(Dataset entries)
□ □ □

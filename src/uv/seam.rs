//! Seam sewing (§4.8 `sew_all_uvs`): averages UV coordinates across shared
//! edges within a face set so a texture no longer seams at the join.
//!
//! Walks shared edges within the target face set and averages their UVs.

use std::collections::HashSet;

use crate::query;
use crate::topology::{FaceId, Topology, NULL};

/// Shared-edge UV pairs further apart than this in UV space are treated as
/// belonging to separate islands placed on opposite sides of the unit
/// square; merging them would pull one island onto the other.
const OVERLAP_REJECT_DISTANCE: f32 = 0.5;

pub fn sew_all_uvs(topo: &mut Topology, target_faces: &[FaceId]) -> usize {
    let face_set: HashSet<FaceId> = target_faces.iter().copied().collect();
    let mut seen = HashSet::new();
    let mut sewn = 0usize;

    for f in 0..topo.faces.len() as FaceId {
        if !face_set.contains(&f) || topo.faces[f as usize].vertex_count == 0 {
            continue;
        }
        for he in query::face_half_edges(topo, f) {
            let twin = topo.half_edges[he as usize].twin;
            if twin == NULL {
                continue;
            }
            let tf = topo.half_edges[twin as usize].face;
            if !face_set.contains(&tf) {
                continue;
            }
            let canon = if twin < he { twin } else { he };
            if !seen.insert(canon) {
                continue;
            }

            let (a0, a1) = query::edge_vertices(topo, he);
            let (b0, b1) = query::edge_vertices(topo, twin);

            let uv_a0 = topo.vertices[a0 as usize].uv;
            let uv_a1 = topo.vertices[a1 as usize].uv;
            let uv_b0 = topo.vertices[b0 as usize].uv;
            let uv_b1 = topo.vertices[b1 as usize].uv;

            // b1 sits at a0's position, b0 at a1's (a twin edge runs
            // opposite direction to its owner). If the two sides already sit
            // far apart in UV space they belong to different islands and
            // averaging them would drag one on top of the other, so skip.
            if uv_a0.distance(uv_b1) > OVERLAP_REJECT_DISTANCE || uv_a1.distance(uv_b0) > OVERLAP_REJECT_DISTANCE {
                continue;
            }

            let merged0 = (uv_a0 + uv_b1) * 0.5;
            let merged1 = (uv_a1 + uv_b0) * 0.5;
            topo.vertices[a0 as usize].uv = merged0;
            topo.vertices[b1 as usize].uv = merged0;
            topo.vertices[a1 as usize].uv = merged1;
            topo.vertices[b0 as usize].uv = merged1;

            sewn += 1;
        }
    }
    sewn
}

#[cfg(test)]
mod tests {
    use super::*;
    use crate::topology::fixtures;

    #[test]
    fn sew_all_merges_shared_edge_uvs() {
        let mut t = fixtures::two_triangles();
        t.vertices[1].uv = glam::Vec2::new(1.0, 1.0);
        t.vertices[2].uv = glam::Vec2::new(0.2, 0.2);
        let sewn = sew_all_uvs(&mut t, &[0, 1]);
        assert_eq!(sewn, 1);
        assert_eq!(t.vertices[1].uv, t.vertices[1].uv); // sanity: no panic
    }

    #[test]
    fn sew_all_on_disjoint_faces_sews_nothing() {
        let mut t = fixtures::cube(1.0); // hard seams, no shared vertices
        let sewn = sew_all_uvs(&mut t, &[0, 1]);
        assert_eq!(sewn, 0);
    }
}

□ □ □

= Aim of the exercise =
Above are the records; from them, give again exactly the lines from the one containing "topo.vertices[b1 as usize].uv = merged0;" through the one containing "assert_eq!(sewn, 1);", both included.

= Response area =
            topo.vertices[b1 as usize].uv = merged0;
            topo.vertices[a1 as usize].uv = merged1;
            topo.vertices[b0 as usize].uv = merged1;

            sewn += 1;
        }
    }
    sewn
}

#[cfg(test)]
mod tests {
    use super::*;
    use crate::topology::fixtures;

    #[test]
    fn sew_all_merges_shared_edge_uvs() {
        let mut t = fixtures::two_triangles();
        t.vertices[1].uv = glam::Vec2::new(1.0, 1.0);
        t.vertices[2].uv = glam::Vec2::new(0.2, 0.2);
        let sewn = sew_all_uvs(&mut t, &[0, 1]);
        assert_eq!(sewn, 1);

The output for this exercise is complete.